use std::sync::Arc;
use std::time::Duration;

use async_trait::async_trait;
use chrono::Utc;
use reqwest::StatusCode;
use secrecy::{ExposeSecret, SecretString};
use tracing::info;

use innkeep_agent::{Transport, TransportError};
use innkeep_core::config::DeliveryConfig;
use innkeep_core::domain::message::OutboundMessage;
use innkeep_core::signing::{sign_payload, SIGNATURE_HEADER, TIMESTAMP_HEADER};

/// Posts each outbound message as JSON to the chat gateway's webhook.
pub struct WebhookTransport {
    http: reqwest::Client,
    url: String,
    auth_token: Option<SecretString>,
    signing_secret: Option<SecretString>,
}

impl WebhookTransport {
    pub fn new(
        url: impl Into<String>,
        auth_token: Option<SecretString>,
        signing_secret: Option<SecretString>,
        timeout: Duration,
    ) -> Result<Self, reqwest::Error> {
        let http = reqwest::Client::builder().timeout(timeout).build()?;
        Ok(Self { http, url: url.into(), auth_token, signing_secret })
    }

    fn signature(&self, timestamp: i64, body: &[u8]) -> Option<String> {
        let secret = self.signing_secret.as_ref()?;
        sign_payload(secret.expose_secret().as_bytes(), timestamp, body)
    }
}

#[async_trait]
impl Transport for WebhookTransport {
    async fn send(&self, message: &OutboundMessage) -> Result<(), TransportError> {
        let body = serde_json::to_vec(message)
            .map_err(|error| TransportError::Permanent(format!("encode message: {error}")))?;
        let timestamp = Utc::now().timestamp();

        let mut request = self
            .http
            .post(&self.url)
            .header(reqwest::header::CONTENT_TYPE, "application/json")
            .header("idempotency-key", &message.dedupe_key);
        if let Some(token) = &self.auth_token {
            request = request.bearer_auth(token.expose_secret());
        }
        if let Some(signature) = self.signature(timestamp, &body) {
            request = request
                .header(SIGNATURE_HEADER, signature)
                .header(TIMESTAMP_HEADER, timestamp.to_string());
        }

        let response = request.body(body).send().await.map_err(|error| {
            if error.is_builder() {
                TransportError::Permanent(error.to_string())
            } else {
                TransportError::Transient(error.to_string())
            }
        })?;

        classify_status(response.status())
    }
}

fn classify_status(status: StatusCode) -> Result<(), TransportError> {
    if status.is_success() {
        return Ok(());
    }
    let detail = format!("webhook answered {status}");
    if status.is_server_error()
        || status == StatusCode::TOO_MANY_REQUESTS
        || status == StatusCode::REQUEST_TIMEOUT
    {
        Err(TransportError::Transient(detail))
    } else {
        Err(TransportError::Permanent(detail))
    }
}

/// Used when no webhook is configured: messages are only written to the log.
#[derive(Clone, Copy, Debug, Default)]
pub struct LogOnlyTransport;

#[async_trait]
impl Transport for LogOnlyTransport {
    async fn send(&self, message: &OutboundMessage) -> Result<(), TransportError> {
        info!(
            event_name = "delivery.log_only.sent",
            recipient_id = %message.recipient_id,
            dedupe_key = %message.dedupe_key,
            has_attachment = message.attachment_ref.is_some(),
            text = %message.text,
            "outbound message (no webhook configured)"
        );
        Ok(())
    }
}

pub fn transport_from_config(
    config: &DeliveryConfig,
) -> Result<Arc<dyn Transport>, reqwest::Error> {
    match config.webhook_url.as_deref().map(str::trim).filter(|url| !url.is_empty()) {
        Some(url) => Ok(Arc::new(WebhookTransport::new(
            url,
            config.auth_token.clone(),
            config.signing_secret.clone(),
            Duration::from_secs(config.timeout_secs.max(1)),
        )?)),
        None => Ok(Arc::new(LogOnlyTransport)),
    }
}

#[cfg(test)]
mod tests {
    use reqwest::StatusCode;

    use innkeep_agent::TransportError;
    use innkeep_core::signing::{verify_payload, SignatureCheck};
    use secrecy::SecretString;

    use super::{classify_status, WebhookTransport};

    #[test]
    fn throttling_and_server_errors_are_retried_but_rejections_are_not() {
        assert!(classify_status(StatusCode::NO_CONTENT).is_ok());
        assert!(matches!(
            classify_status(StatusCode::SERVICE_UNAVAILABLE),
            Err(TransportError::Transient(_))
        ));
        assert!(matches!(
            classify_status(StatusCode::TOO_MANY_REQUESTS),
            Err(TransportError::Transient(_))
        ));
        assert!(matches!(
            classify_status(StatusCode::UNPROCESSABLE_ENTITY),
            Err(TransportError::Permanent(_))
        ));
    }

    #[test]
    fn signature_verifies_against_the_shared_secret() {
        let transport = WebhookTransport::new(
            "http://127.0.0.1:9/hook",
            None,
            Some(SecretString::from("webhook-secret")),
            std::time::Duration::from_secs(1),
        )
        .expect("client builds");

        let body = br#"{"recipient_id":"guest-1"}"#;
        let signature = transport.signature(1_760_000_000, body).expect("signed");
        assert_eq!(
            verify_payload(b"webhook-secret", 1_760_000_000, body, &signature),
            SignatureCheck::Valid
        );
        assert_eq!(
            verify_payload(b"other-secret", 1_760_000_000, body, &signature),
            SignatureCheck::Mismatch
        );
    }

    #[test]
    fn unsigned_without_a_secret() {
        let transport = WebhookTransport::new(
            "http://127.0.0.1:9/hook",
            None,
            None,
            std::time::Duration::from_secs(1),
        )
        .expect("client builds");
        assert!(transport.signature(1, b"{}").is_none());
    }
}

====

_Task requirements_
Every entry should be retyped exactly as shown.

_Exercise answer_
use std::sync::Arc;
use std::time::Duration;

use async_trait::async_trait;
use chrono::Utc;
use reqwest::StatusCode;
use secrecy::{ExposeSecret, SecretString};
use tracing::info;

use innkeep_agent::{Transport, TransportError};
use innkeep_core::config::DeliveryConfig;
use innkeep_core::domain::message::OutboundMessage;
use innkeep_core::signing::{sign_payload, SIGNATURE_HEADER, TIMESTAMP_HEADER};

/// Posts each outbound message as JSON to the chat gateway's webhook.
pub struct WebhookTransport {
    http: reqwest::Client,
    url: String,
    auth_token: Option<SecretString>,
    signing_secret: Option<SecretString>,
}

impl WebhookTransport {
    pub fn new(
        url: impl Into<String>,
        auth_token: Option<SecretString>,
        signing_secret: Option<SecretString>,
        timeout: Duration,
    ) -> Result<Self, reqwest::Error> {
        let http = reqwest::Client::builder().timeout(timeout).build()?;
        Ok(Self { http, url: url.into(), auth_token, signing_secret })
    }

    fn signature(&self, timestamp: i64, body: &[u8]) -> Option<String> {
        let secret = self.signing_secret.as_ref()?;
        sign_payload(secret.expose_secret().as_bytes(), timestamp, body)
    }
}

#[async_trait]
impl Transport for WebhookTransport {
    async fn send(&self, message: &OutboundMessage) -> Result<(), TransportError> {
        let body = serde_json::to_vec(message)
            .map_err(|error| TransportError::Permanent(format!("encode message: {error}")))?;
        let timestamp = Utc::now().timestamp();

        let mut request = self
            .http
            .post(&self.url)
            .header(reqwest::header::CONTENT_TYPE, "application/json")
            .header("idempotency-key", &message.dedupe_key);
        if let Some(token) = &self.auth_token {
            request = request.bearer_auth(token.expose_secret());
        }
        if let Some(signature) = self.signature(timestamp, &body) {
            request = request
                .header(SIGNATURE_HEADER, signature)
                .header(TIMESTAMP_HEADER, timestamp.to_string());
        }

        let response = request.body(body).send().await.map_err(|error| {
            if error.is_builder() {
                TransportError::Permanent(error.to_string())
            } else {
                TransportError::Transient(error.to_string())
            }
        })?;

        classify_status(response.status())
    }
}

fn classify_status(status: StatusCode) -> Result<(), TransportError> {
    if status.is_success() {
        return Ok(());
    }
    let detail = format!("webhook answered {status}");
    if status.is_server_error()
        || status == StatusCode::TOO_MANY_REQUESTS
        || status == StatusCode::REQUEST_TIMEOUT
    {
        Err(TransportError::Transient(detail))
    } else {
        Err(TransportError::Permanent(detail))
    }
}

/// Used when no webhook is configured: messages are only written to the log.
#[derive(Clone, Copy, Debug, Default)]
pub struct LogOnlyTransport;

#[async_trait]
impl Transport for LogOnlyTransport {
    async fn send(&self, message: &OutboundMessage) -> Result<(), TransportError> {
        info!(
            event_name = "delivery.log_only.sent",
            recipient_id = %message.recipient_id,
            dedupe_key = %message.dedupe_key,
            has_attachment = message.attachment_ref.is_some(),
            text = %message.text,
            "outbound message (no webhook configured)"
        );
        Ok(())
    }
}

pub fn transport_from_config(
    config: &DeliveryConfig,
) -> Result<Arc<dyn Transport>, reqwest::Error> {
    match config.webhook_url.as_deref().map(str::trim).filter(|url| !url.is_empty()) {
        Some(url) => Ok(Arc::new(WebhookTransport::new(
            url,
            config.auth_token.clone(),
            config.signing_secret.clone(),
            Duration::from_secs(config.timeout_secs.max(1)),
        )?)),
        None => Ok(Arc::new(LogOnlyTransport)),
    }
}

#[cfg(test)]
mod tests {
    use reqwest::StatusCode;

    use innkeep_agent::TransportError;
    use innkeep_core::signing::{verify_payload, SignatureCheck};
    use secrecy::SecretString;

    use super::{classify_status, WebhookTransport};

    #[test]
    fn throttling_and_server_errors_are_retried_but_rejections_are_not() {
        assert!(classify_status(StatusCode::NO_CONTENT).is_ok());
        assert!(matches!(
            classify_status(StatusCode::SERVICE_UNAVAILABLE),
            Err(TransportError::Transient(_))
        ));
        assert!(matches!(
            classify_status(StatusCode::TOO_MANY_REQUESTS),
            Err(TransportError::Transient(_))
        ));
        assert!(matches!(
            classify_status(StatusCode::UNPROCESSABLE_ENTITY),
            Err(TransportError::Permanent(_))
        ));
    }

    #[test]
    fn signature_verifies_against_the_shared_secret() {
        let transport = WebhookTransport::new(
            "http://127.0.0.1:9/hook",
            None,
            Some(SecretString::from("webhook-secret")),
            std::time::Duration::from_secs(1),
        )
        .expect("client builds");

        let body = br#"{"recipient_id":"guest-1"}"#;
        let signature = transport.signature(1_760_000_000, body).expect("signed");
        assert_eq!(
            verify_payload(b"webhook-secret", 1_760_000_000, body, &signature),
            SignatureCheck::Valid
        );
        assert_eq!(
            verify_payload(b"other-secret", 1_760_000_000, body, &signature),
            SignatureCheck::Mismatch
        );
    }

    #[test]
    fn unsigned_without_a_secret() {
        let transport = WebhookTransport::new(
            "http://127.0.0.1:9/hook",
            None,
            None,
            std::time::Duration::from_secs(1),
        )
        .expect("client builds");
        assert!(transport.signature(1, b"{}").is_none());
    }
}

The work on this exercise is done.